Rapat paripurna DPR, Selasa (28/6), menyetujui Rancangan Undang-Undang tentang Anggaran Pendapatan dan Belanja Negara Perubahan (APBN-P) 2016 untuk disahkan. Rapat dipimpin Ketua DPR dari Fraksi Partai Golkar Ade Komarudin.
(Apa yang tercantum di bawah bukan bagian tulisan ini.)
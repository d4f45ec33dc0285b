use super::{build_all_servers, ConfigMessage, Provider, ServersBuilder};
use crate::config::dynamic::Configuration;
use crate::config::{load_dynamic, FileProviderConfig};
use anyhow::{Context, Result};
use async_trait::async_trait;
use notify::{recommended_watcher, Event, EventKind, RecursiveMode, Watcher};
use std::path::{Path, PathBuf};
use std::sync::Arc;
use std::time::Duration;
use tokio::sync::{mpsc, watch};
use tracing::{debug, error, info, warn};

const DEBOUNCE: Duration = Duration::from_millis(100);
const POLL_INTERVAL: Duration = Duration::from_millis(250);

/// Reads the dynamic configuration from a single YAML or JSON file and,
/// when `watch` is set, sends it again every time the file changes.
pub struct FileProvider {
    filename: PathBuf,
    watch: bool,
    servers_builder: Arc<dyn ServersBuilder>,
}

impl FileProvider {
    pub const NAME: &'static str = "file";

    pub fn new(config: &FileProviderConfig, servers_builder: Arc<dyn ServersBuilder>) -> Self {
        Self {
            filename: config.filename.clone(),
            watch: config.watch,
            servers_builder,
        }
    }

    pub fn load(&self) -> Result<Configuration> {
        let mut conf = load_dynamic(&self.filename)?;
        build_all_servers(self.servers_builder.as_ref(), &mut conf);
        Ok(conf)
    }

    async fn send(&self, sender: &mpsc::Sender<ConfigMessage>, configuration: Configuration) -> bool {
        let message = ConfigMessage {
            provider_name: Self::NAME.to_string(),
            configuration,
        };
        sender.send(message).await.is_ok()
    }
}

#[async_trait]
impl Provider for FileProvider {
    fn name(&self) -> &str {
        Self::NAME
    }

    async fn provide(
        &self,
        sender: mpsc::Sender<ConfigMessage>,
        mut shutdown: watch::Receiver<bool>,
    ) -> Result<()> {
        let initial = self.load()?;
        info!("Loaded dynamic configuration from {:?}", self.filename);
        if !self.send(&sender, initial).await || !self.watch {
            return Ok(());
        }

        let (events_tx, mut events_rx) = mpsc::channel::<()>(1);
        let path = self.filename.clone();
        let watcher = tokio::task::spawn_blocking(move || {
            if let Err(e) = watch_file(&path, events_tx) {
                error!("File watcher for {:?} stopped: {:#}", path, e);
            }
        });

        loop {
            tokio::select! {
                changed = shutdown.changed() => {
                    if changed.is_err() || *shutdown.borrow() {
                        break;
                    }
                }
                event = events_rx.recv() => {
                    if event.is_none() {
                        break;
                    }
                    // Let the writer finish before reading
                    tokio::time::sleep(Duration::from_millis(50)).await;
                    match self.load() {
                        Ok(conf) => {
                            info!("Dynamic configuration file {:?} changed", self.filename);
                            if !self.send(&sender, conf).await {
                                break;
                            }
                        }
                        Err(e) => warn!("Failed to reload {:?}: {:#}", self.filename, e),
                    }
                }
            }
        }

        // Closing the receiver stops the blocking watcher on its next poll
        drop(events_rx);
        if let Err(e) = watcher.await {
            debug!("File watcher task ended abnormally: {}", e);
        }
        Ok(())
    }
}

/// Blocking loop that signals `notify` when `path` is written. The parent
/// directory is watched so editors that replace the file are seen too.
fn watch_file(path: &Path, notify: mpsc::Sender<()>) -> Result<()> {
    let (sync_tx, sync_rx) = std::sync::mpsc::channel::<notify::Result<Event>>();

    let dir = match path.parent() {
        Some(dir) if !dir.as_os_str().is_empty() => dir.to_path_buf(),
        _ => PathBuf::from("."),
    };
    let file_name = path
        .file_name()
        .with_context(|| format!("{:?} has no file name", path))?
        .to_os_string();

    let mut watcher = recommended_watcher(sync_tx)?;
    watcher
        .watch(&dir, RecursiveMode::NonRecursive)
        .with_context(|| format!("Failed to watch {:?}", dir))?;
    info!("Watching {:?} for changes", path);

    let mut last_event: Option<std::time::Instant> = None;

    loop {
        if notify.is_closed() {
            return Ok(());
        }

        let event = match sync_rx.recv_timeout(POLL_INTERVAL) {
            Ok(Ok(event)) => event,
            Ok(Err(e)) => {
                error!("Watch error on {:?}: {:?}", path, e);
                continue;
            }
            Err(std::sync::mpsc::RecvTimeoutError::Timeout) => continue,
            Err(std::sync::mpsc::RecvTimeoutError::Disconnected) => return Ok(()),
        };

        if !matches!(event.kind, EventKind::Modify(_) | EventKind::Create(_)) {
            continue;
        }
        if !event.paths.iter().any(|p| p.file_name() == Some(file_name.as_os_str())) {
            continue;
        }

        let now = std::time::Instant::now();
        if last_event.is_some_and(|last| now.duration_since(last) < DEBOUNCE) {
            continue;
        }
        last_event = Some(now);
        debug!("Dynamic configuration file event: {:?}", event.kind);

        // A full channel already holds a pending reload
        if let Err(mpsc::error::TrySendError::Closed(_)) = notify.try_send(()) {
            return Ok(());
        }
    }
}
Menteri Keuangan Bambang PS Brodjonegoro, Kepala Badan Perencanaan Pembangunan Nasional Sofyan Djalil, serta Menteri Hukum dan HAM Yasonna Laoly hadir mewakili pemerintah.
Dalam pendapat akhir pemerintah, Bambang menyebutkan, defisit dipersempit dari Rp 313,3 triliun atau 2,48 persen terhadap produk domestik bruto (PDB) pada Rancangan APBN-P 2016 menjadi Rp 296,7 triliun terhadap PDB. Defisit pada APBN 2016 sebesar Rp 273,2 triliun atau 2,15 persen terhadap PDB.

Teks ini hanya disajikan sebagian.